▶ [WHAT TO PRODUCE] Please start at the first line of the records beneath and quote each line exactly, ending with the line containing "and the TUI.".

(Entries taken from a collection)
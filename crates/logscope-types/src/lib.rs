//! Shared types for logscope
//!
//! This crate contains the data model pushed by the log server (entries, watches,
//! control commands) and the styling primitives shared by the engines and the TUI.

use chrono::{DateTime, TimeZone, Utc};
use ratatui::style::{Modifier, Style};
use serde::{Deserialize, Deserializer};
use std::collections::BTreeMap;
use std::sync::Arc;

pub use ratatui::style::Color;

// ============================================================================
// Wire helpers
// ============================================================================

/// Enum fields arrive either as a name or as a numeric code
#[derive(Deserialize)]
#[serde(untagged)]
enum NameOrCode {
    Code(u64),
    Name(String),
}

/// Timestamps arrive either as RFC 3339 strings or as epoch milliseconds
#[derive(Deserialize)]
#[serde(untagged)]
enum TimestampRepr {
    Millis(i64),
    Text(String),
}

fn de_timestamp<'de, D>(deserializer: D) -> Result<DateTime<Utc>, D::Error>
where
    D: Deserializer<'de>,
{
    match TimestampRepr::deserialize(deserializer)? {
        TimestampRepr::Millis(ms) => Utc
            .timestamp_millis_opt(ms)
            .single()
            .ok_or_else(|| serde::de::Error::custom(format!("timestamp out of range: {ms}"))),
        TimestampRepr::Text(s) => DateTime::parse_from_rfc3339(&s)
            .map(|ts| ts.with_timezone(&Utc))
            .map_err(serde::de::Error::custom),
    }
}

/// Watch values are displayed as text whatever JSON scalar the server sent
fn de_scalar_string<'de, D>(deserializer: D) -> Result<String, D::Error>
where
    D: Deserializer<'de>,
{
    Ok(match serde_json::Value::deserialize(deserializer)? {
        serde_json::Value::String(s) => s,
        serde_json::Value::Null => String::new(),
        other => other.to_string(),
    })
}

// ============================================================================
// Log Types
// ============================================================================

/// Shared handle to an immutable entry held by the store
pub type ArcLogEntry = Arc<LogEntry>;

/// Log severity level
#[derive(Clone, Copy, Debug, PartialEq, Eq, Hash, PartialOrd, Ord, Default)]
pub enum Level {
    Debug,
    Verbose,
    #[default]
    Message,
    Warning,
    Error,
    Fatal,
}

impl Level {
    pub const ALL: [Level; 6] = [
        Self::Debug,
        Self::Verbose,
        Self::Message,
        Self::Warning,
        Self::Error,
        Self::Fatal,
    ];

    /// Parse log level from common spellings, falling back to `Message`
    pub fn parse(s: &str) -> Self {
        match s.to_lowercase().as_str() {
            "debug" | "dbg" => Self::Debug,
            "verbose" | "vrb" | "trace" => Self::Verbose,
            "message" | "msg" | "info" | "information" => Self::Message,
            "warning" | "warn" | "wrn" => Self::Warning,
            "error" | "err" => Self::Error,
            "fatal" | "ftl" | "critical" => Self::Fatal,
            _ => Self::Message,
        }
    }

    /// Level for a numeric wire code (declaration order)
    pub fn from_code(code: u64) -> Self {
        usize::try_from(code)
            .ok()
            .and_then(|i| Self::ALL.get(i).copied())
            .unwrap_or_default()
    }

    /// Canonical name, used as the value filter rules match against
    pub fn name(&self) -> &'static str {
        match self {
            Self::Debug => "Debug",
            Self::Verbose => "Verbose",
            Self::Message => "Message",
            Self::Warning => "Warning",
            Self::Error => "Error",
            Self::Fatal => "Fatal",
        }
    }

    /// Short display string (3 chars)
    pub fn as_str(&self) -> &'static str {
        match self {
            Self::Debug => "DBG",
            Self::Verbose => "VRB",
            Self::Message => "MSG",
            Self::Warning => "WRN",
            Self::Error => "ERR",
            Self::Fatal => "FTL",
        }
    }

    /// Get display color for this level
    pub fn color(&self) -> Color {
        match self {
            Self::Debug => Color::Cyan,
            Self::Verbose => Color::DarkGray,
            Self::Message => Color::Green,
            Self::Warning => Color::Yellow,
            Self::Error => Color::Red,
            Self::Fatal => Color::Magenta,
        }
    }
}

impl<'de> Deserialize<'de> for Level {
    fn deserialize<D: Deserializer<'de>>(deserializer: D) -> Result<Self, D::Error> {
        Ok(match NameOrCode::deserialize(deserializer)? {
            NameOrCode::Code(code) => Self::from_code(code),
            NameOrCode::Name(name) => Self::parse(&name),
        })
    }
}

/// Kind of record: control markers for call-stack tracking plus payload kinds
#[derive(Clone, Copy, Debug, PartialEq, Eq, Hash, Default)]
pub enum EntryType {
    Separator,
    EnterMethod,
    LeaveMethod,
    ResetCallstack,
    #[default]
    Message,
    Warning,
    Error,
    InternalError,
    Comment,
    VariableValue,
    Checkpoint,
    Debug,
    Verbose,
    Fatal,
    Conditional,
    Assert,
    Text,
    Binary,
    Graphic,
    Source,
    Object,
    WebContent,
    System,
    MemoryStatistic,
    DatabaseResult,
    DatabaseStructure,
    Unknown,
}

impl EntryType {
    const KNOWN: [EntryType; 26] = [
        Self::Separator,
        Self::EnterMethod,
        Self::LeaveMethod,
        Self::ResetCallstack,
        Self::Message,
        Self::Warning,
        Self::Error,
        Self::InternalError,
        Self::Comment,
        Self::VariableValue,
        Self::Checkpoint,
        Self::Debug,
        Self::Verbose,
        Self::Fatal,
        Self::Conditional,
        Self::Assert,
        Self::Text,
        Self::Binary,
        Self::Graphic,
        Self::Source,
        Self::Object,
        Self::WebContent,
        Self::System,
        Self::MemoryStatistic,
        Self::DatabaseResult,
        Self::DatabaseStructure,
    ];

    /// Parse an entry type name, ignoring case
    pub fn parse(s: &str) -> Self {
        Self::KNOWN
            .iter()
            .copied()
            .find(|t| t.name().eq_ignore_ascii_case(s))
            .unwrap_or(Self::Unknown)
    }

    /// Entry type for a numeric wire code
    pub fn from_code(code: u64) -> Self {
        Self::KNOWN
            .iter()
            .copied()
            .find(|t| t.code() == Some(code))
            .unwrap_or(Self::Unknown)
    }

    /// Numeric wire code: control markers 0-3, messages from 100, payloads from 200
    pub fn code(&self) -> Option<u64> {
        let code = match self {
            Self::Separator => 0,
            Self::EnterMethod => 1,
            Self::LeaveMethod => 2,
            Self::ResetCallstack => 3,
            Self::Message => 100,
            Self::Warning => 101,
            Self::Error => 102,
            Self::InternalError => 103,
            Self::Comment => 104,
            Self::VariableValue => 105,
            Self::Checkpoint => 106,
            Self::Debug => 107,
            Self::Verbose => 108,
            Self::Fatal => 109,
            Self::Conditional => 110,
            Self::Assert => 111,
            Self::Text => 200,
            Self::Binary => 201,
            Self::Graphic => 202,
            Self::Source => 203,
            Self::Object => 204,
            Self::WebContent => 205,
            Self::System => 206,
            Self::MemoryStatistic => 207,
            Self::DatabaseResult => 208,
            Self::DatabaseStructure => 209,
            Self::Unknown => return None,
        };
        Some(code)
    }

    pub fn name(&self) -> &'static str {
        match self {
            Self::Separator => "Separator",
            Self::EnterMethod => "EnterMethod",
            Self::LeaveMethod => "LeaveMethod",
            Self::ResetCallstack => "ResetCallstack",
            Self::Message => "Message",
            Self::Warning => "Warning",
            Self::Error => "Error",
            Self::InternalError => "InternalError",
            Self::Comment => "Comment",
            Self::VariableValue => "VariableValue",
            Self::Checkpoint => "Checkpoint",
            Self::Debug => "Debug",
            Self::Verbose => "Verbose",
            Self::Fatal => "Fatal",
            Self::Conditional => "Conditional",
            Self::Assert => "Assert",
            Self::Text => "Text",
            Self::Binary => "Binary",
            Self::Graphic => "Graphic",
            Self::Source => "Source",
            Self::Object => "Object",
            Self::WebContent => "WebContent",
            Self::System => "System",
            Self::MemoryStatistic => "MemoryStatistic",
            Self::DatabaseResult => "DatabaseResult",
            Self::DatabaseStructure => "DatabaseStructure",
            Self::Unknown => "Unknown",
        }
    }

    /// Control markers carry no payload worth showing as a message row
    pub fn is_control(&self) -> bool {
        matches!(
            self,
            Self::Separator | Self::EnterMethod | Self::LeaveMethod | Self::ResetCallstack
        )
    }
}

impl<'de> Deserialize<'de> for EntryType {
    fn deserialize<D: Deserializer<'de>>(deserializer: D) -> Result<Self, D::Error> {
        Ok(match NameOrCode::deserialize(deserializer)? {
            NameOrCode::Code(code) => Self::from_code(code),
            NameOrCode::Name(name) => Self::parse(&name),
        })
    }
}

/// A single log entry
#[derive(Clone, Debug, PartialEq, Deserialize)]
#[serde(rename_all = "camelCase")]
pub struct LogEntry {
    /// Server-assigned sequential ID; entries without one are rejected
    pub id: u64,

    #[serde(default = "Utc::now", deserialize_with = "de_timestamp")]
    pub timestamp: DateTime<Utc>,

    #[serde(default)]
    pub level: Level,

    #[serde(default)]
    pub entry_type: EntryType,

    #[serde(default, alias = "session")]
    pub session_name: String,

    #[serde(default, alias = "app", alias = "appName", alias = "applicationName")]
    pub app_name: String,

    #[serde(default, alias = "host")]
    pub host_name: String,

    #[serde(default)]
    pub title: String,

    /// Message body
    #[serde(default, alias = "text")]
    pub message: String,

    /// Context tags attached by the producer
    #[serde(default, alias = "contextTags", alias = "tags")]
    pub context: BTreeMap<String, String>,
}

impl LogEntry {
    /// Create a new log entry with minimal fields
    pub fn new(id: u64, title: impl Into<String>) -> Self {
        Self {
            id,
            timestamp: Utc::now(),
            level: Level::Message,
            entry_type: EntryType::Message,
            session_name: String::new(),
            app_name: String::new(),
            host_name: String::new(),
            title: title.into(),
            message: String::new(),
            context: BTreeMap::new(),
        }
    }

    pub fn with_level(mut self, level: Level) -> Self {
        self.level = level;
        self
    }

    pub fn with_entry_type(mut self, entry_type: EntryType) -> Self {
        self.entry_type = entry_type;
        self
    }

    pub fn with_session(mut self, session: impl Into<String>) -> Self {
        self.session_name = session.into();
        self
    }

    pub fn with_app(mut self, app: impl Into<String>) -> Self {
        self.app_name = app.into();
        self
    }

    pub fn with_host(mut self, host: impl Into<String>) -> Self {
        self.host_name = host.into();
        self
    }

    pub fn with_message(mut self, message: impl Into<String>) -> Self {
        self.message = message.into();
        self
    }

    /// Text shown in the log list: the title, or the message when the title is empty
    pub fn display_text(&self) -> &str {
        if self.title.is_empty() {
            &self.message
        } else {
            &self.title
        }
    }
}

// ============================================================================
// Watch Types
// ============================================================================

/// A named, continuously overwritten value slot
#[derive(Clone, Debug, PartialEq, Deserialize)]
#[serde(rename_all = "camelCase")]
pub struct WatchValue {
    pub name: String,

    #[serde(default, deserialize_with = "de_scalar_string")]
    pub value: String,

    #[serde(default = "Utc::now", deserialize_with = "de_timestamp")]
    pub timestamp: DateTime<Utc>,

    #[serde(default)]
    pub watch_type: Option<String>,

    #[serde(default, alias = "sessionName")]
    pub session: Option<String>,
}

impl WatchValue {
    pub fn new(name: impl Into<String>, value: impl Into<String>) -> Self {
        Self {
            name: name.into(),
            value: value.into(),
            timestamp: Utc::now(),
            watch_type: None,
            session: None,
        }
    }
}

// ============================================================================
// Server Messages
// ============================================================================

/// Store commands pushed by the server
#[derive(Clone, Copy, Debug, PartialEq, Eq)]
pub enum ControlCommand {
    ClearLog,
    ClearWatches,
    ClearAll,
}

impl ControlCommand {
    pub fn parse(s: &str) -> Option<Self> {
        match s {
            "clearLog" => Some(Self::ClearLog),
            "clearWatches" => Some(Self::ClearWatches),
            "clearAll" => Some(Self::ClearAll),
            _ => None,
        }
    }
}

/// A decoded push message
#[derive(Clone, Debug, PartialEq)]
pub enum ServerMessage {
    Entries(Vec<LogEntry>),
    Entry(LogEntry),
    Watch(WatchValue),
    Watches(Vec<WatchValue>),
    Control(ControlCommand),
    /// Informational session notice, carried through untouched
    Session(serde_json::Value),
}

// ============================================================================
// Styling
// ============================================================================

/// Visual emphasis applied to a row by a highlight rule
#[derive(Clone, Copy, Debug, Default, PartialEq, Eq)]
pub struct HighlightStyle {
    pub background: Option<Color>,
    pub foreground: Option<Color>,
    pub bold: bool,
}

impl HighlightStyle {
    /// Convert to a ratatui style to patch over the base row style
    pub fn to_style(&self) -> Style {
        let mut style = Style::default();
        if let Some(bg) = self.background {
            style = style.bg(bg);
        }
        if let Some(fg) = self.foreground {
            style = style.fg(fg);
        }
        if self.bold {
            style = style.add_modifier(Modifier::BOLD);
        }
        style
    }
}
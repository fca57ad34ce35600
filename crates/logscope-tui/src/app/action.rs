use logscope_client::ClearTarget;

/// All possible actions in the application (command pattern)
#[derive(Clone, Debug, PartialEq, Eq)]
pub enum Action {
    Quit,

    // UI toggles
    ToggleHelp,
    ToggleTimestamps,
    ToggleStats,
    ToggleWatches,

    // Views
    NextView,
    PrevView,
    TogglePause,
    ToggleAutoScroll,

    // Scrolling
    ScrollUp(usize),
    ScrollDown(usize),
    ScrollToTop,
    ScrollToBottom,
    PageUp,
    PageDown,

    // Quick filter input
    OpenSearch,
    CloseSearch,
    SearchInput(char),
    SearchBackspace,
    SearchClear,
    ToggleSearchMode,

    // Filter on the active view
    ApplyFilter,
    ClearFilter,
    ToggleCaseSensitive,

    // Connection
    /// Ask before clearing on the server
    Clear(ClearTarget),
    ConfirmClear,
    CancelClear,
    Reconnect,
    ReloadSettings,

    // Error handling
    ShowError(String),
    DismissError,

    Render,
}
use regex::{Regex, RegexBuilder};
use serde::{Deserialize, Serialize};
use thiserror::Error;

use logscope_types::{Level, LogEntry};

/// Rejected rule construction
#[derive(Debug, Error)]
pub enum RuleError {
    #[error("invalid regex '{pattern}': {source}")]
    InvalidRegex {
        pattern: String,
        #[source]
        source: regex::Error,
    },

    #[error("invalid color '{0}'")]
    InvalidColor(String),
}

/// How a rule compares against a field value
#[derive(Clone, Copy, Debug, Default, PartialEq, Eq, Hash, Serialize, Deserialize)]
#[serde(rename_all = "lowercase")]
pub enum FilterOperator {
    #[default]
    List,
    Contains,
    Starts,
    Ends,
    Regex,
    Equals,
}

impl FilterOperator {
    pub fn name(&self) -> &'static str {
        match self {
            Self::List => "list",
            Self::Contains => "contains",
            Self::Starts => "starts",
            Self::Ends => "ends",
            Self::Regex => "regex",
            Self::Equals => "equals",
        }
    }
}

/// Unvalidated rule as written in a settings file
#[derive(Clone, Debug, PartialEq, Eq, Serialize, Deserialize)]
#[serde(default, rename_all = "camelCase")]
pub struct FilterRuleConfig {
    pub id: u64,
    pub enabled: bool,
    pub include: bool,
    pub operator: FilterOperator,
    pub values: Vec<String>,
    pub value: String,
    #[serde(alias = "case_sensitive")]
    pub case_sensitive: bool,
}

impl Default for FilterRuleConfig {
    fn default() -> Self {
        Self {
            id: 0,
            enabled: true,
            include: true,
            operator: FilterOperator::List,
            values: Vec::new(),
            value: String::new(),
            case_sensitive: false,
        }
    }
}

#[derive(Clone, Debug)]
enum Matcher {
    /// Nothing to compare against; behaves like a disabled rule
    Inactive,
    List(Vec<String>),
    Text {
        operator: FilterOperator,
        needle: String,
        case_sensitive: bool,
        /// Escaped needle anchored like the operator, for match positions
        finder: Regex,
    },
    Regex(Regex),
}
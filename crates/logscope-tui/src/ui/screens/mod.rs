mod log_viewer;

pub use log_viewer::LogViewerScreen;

▶ [SOLUTION BELOW]
filename crates/logscope-types/src/lib.rs
//! Shared types for logscope
//!
//! This crate contains the data model pushed by the log server (entries, watches,
//! control commands) and the styling primitives shared by the engines and the TUI.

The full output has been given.